Tuesday – June 27, 2017 – 170627
Context: Practice
Mobility: Hip
Skill Practice Warm Up: None
Strength: 7 x 1 Front BOX squat – 1 of 15 (7 sets of 1 rep, same weight across, approximately 50 – 60% of front squat).
Super Set: 7 x 3 weighted strict pull up -or progression- (7 sets of 3 reps, “across,” scale to the same challenge as the main lift).
Metabolic Conditioning: “Ferrari Dino 246″
For time – 4 rounds
6 Overhead Squats (Health: 55lbs Front Squat, Athletic*: 65lbs, Performance: 115lbs)
8 Toes-to-Bar
12 Wall Balls (Health: 10lbs/8ft, Athletic*: 14lbs/9ft, Performance: 20lbs/10ft)
100m Sprint
*Women’s “Performance” weights and reps (Rx)

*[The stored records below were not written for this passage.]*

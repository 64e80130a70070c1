//! Scan State Store.
//!
//! Owns one [`ScanRecord`] per scan id.  Records are created lazily on the
//! first frame that references an unseen id, mutated by every ingested frame,
//! flipped to `completed` by an explicit stop, and only destroyed by a
//! process-wide [`ScanStore::reset`].
//!
//! ## Locking
//!
//! The scan map sits behind a [`RwLock`]; each record behind its own
//! [`Mutex`].  A frame commit holds the map's read lock plus the record's
//! mutex, so two probes writing the same scan are serialized while different
//! scans proceed in parallel.  `reset` takes the map's write lock and
//! therefore waits for in-flight commits.  No lock is held across an
//! `.await`.
//!
//! ## Partial-failure isolation
//!
//! A commit always records the detection history and counters.  The semantic
//! additions of the frame (label-cache writes, observations, object count)
//! are validated first and applied all-or-nothing: if any of them is invalid
//! the frame still commits, without its semantic part, and the
//! [`FrameOutcome`] says so.

use std::collections::HashMap;
use std::path::Path;
use std::sync::{Arc, Mutex, MutexGuard, PoisonError, RwLock, RwLockReadGuard, RwLockWriteGuard};

use serde::Serialize;
use svcs_types::{
    Detection, ObjectKey, ScanStatus, ScanSummary, SemanticObservation, StateVector, SvcsError,
    TrackedObject,
};
use tracing::{debug, info, warn};

use crate::label_cache::{LabelCache, LabelOrigin};

// ─────────────────────────────────────────────────────────────────────────────
// Records
// ─────────────────────────────────────────────────────────────────────────────

/// Aggregate state of one scan.
#[derive(Debug, Clone, Serialize)]
pub struct ScanRecord {
    pub scan_id: String,
    pub status: ScanStatus,
    /// Probe (or other ingress) that created the scan.
    pub source: Option<String>,
    pub frame_count: u64,
    pub object_count: u64,
    /// Semantic observations in arrival order.
    pub objects: Vec<SemanticObservation>,
    /// Full detection history in arrival order.
    pub detections: Vec<Detection>,
    pub labels: LabelCache,
    pub last_frame_path: Option<String>,
    pub updated_at: Option<f64>,
}

impl ScanRecord {
    fn new(scan_id: &str, source: Option<&str>, label_ttl: f64) -> Self {
        Self {
            scan_id: scan_id.to_string(),
            status: ScanStatus::Scanning,
            source: source.map(str::to_string),
            frame_count: 0,
            object_count: 0,
            objects: Vec::new(),
            detections: Vec::new(),
            labels: LabelCache::new(label_ttl),
            last_frame_path: None,
            updated_at: None,
        }
    }

    /// Listing view of this record.
    pub fn summary(&self) -> ScanSummary {
        let last_frame = self
            .last_frame_path
            .as_deref()
            .and_then(|p| Path::new(p).file_name())
            .map(|n| n.to_string_lossy().into_owned())
            .unwrap_or_default();
        ScanSummary {
            scan_id: self.scan_id.clone(),
            status: self.status,
            source: self.source.clone(),
            frame_count: self.frame_count,
            object_count: self.object_count,
            updated_at: self.updated_at,
            last_frame,
        }
    }

    fn apply(&mut self, commit: FrameCommit) -> FrameOutcome {
        let FrameCommit {
            timestamp,
            frame_path,
            detections,
            observations,
        } = commit;

        self.frame_count += 1;
        self.updated_at = Some(timestamp);
        if let Some(path) = frame_path {
            self.last_frame_path = Some(path);
        }

        let semantic_error = validate_semantics(&detections, &observations, timestamp).err();
        if let Some(reason) = &semantic_error {
            warn!(
                scan_id = %self.scan_id,
                frame = self.frame_count,
                %reason,
                "semantic merge rejected; recording detections only"
            );
        }
        let semantic_ok = semantic_error.is_none();

        let mut state = StateVector::new();
        for fused in detections {
            let FusedDetection {
                key,
                mut detection,
                fresh,
            } = fused;

            let (name, details) = match fresh.filter(|_| semantic_ok) {
                Some(label) => {
                    self.labels
                        .put(key.clone(), label.name.clone(), label.details.clone(), timestamp);
                    detection.semantic_name = Some(label.name.clone());
                    detection.semantic_details = Some(label.details.clone());
                    (label.name, Some(label.details))
                }
                None => {
                    let view = self.labels.resolve(&key, &detection, timestamp);
                    if view.origin == LabelOrigin::Cached {
                        detection.semantic_name = Some(view.name.clone());
                        detection.semantic_details = view.details.clone();
                    }
                    (view.name, view.details)
                }
            };

            state.insert(
                key,
                TrackedObject {
                    label: name,
                    raw_label: detection.label.clone(),
                    position: detection.position_3d,
                    confidence: detection.confidence,
                    tracker_id: detection.tracker_id,
                    details,
                },
            );
            self.detections.push(detection);
        }

        let mut observations_added = 0;
        if semantic_ok {
            observations_added = observations.len();
            self.object_count += observations_added as u64;
            self.objects.extend(observations);
        }

        debug!(
            scan_id = %self.scan_id,
            frame = self.frame_count,
            tracked = state.len(),
            observations_added,
            "frame recorded"
        );

        FrameOutcome {
            frame_count: self.frame_count,
            object_count: self.object_count,
            state,
            observations_added,
            semantic_error,
        }
    }
}

fn validate_semantics(
    detections: &[FusedDetection],
    observations: &[SemanticObservation],
    timestamp: f64,
) -> Result<(), String> {
    if !timestamp.is_finite() {
        return Err(format!("non-finite frame timestamp {timestamp}"));
    }
    for fused in detections {
        if let Some(label) = &fused.fresh
            && label.name.trim().is_empty()
        {
            return Err(format!("empty semantic name for {}", fused.key));
        }
    }
    for obs in observations {
        if obs.name.trim().is_empty() {
            return Err("observation without a name".to_string());
        }
        if !obs.position_3d.is_finite() || !obs.timestamp.is_finite() {
            return Err(format!("observation '{}' has non-finite coordinates", obs.name));
        }
    }
    Ok(())
}

// ─────────────────────────────────────────────────────────────────────────────
// Commit / outcome
// ─────────────────────────────────────────────────────────────────────────────

/// A semantic label produced for one detection on the current frame.
#[derive(Debug, Clone, PartialEq)]
pub struct FreshLabel {
    pub name: String,
    pub details: String,
}

/// One keyed detection of the frame being committed.
#[derive(Debug, Clone)]
pub struct FusedDetection {
    pub key: ObjectKey,
    pub detection: Detection,
    /// Semantic result obtained for this detection on this frame, if any.
    pub fresh: Option<FreshLabel>,
}

/// Everything one frame contributes to its scan.
#[derive(Debug, Clone, Default)]
pub struct FrameCommit {
    pub timestamp: f64,
    pub frame_path: Option<String>,
    pub detections: Vec<FusedDetection>,
    pub observations: Vec<SemanticObservation>,
}

/// Result of [`ScanStore::record_frame`].
#[derive(Debug, Clone)]
pub struct FrameOutcome {
    pub frame_count: u64,
    pub object_count: u64,
    /// Display-ready state of every object detected on the frame.
    pub state: StateVector,
    pub observations_added: usize,
    /// Why the semantic part of the frame was skipped, if it was.
    pub semantic_error: Option<String>,
}

impl FrameOutcome {
    pub fn semantic_committed(&self) -> bool {
        self.semantic_error.is_none()
    }
}

// ─────────────────────────────────────────────────────────────────────────────
// ScanStore
// ─────────────────────────────────────────────────────────────────────────────

type ScanCell = Arc<Mutex<ScanRecord>>;

/// Mapping of scan id → [`ScanRecord`] with per-scan mutual exclusion.
#[derive(Debug)]
pub struct ScanStore {
    label_ttl: f64,
    scans: RwLock<HashMap<String, ScanCell>>,
}

impl ScanStore {
    /// Create an empty store whose label caches use `label_ttl` seconds.
    pub fn new(label_ttl: f64) -> Self {
        Self {
            label_ttl,
            scans: RwLock::new(HashMap::new()),
        }
    }

    /// Return the summary of `scan_id`, creating the record if it does not
    /// exist yet.  Idempotent: an existing record keeps its original source.
    pub fn get_or_create(&self, scan_id: &str, source: Option<&str>) -> ScanSummary {
        let cell = self.cell_or_create(scan_id, source);
        let record = lock(&cell);
        record.summary()
    }

    /// Commit one frame to `scan_id`, creating the scan on first use.
    ///
    /// Detection history and counters are always recorded.  The semantic
    /// part (fresh labels, observations, `object_count`) is merged as a
    /// unit: if any fresh label has an empty name, or any observation has
    /// an empty name or non-finite values, none of it is merged and
    /// [`FrameOutcome::semantic_error`] says why.  The frame's semantic
    /// output then stays out of the label cache and the semantic index
    /// together.
    pub fn record_frame(
        &self,
        scan_id: &str,
        source: Option<&str>,
        commit: FrameCommit,
    ) -> FrameOutcome {
        loop {
            {
                let map = self.read_map();
                if let Some(cell) = map.get(scan_id) {
                    let mut record = lock(cell);
                    return record.apply(commit);
                }
            }
            // A reset may slip in between creation and the commit; retry.
            self.cell_or_create(scan_id, source);
        }
    }

    /// Flip `scan_id` to [`ScanStatus::Completed`].
    pub fn mark_completed(&self, scan_id: &str) -> Result<ScanSummary, SvcsError> {
        let map = self.read_map();
        let cell = map.get(scan_id).ok_or_else(|| not_found(scan_id))?;
        let mut record = lock(cell);
        if record.status != ScanStatus::Completed {
            record.status = ScanStatus::Completed;
            info!(scan_id, frames = record.frame_count, "scan completed");
        }
        Ok(record.summary())
    }

    /// Summaries of every scan, ordered by scan id.
    pub fn list_scans(&self) -> Vec<ScanSummary> {
        let map = self.read_map();
        let mut summaries: Vec<ScanSummary> = map.values().map(|c| lock(c).summary()).collect();
        summaries.sort_by(|a, b| a.scan_id.cmp(&b.scan_id));
        summaries
    }

    /// Full copy of one record.
    pub fn snapshot(&self, scan_id: &str) -> Result<ScanRecord, SvcsError> {
        self.with_scan(scan_id, |r| r.clone())
    }

    /// Run `f` against one record under its lock.
    pub fn with_scan<T>(
        &self,
        scan_id: &str,
        f: impl FnOnce(&ScanRecord) -> T,
    ) -> Result<T, SvcsError> {
        let map = self.read_map();
        let cell = map.get(scan_id).ok_or_else(|| not_found(scan_id))?;
        let record = lock(cell);
        Ok(f(&record))
    }

    /// Whether `scan_id` exists.
    pub fn contains(&self, scan_id: &str) -> bool {
        self.read_map().contains_key(scan_id)
    }

    /// Drop every scan atomically.
    pub fn reset(&self) -> usize {
        let mut map = self.write_map();
        let dropped = map.len();
        map.clear();
        info!(dropped, "scan store reset");
        dropped
    }

    pub fn len(&self) -> usize {
        self.read_map().len()
    }

    pub fn is_empty(&self) -> bool {
        self.read_map().is_empty()
    }

    // ── internal helpers ─────────────────────────────────────────────────────

    fn cell_or_create(&self, scan_id: &str, source: Option<&str>) -> ScanCell {
        if let Some(cell) = self.read_map().get(scan_id) {
            return Arc::clone(cell);
        }
        let mut map = self.write_map();
        let cell = map.entry(scan_id.to_string()).or_insert_with(|| {
            info!(scan_id, source = source.unwrap_or("-"), "scan created");
            Arc::new(Mutex::new(ScanRecord::new(scan_id, source, self.label_ttl)))
        });
        Arc::clone(cell)
    }

    fn read_map(&self) -> RwLockReadGuard<'_, HashMap<String, ScanCell>> {
        self.scans.read().unwrap_or_else(PoisonError::into_inner)
    }

    fn write_map(&self) -> RwLockWriteGuard<'_, HashMap<String, ScanCell>> {
        self.scans.write().unwrap_or_else(PoisonError::into_inner)
    }
}

fn lock(cell: &ScanCell) -> MutexGuard<'_, ScanRecord> {
    cell.lock().unwrap_or_else(PoisonError::into_inner)
}

fn not_found(scan_id: &str) -> SvcsError {
    SvcsError::NotFound(format!("Scan '{scan_id}' not found"))
}

// ─────────────────────────────────────────────────────────────────────────────
// Tests
// ─────────────────────────────────────────────────────────────────────────────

Scaling Guide: 5 – 10 Minutes. Scale Up: 135/85 and 30/20 Wall Ball
Compare to: September 14, 2015
Coaching Tips: Squat snatching the OHS does count as one rep of overhead squat. Try and do this one as ‘unbroken’ as possible and make sure you hustle between movements. A lot of time can be lost if you ‘stroll’. Make sure the 100m sprint doesn’t turn into a ‘jog’.
Optional ‘Cash Out’: 8 db squat cleans, 20 cal row, 3 rounds.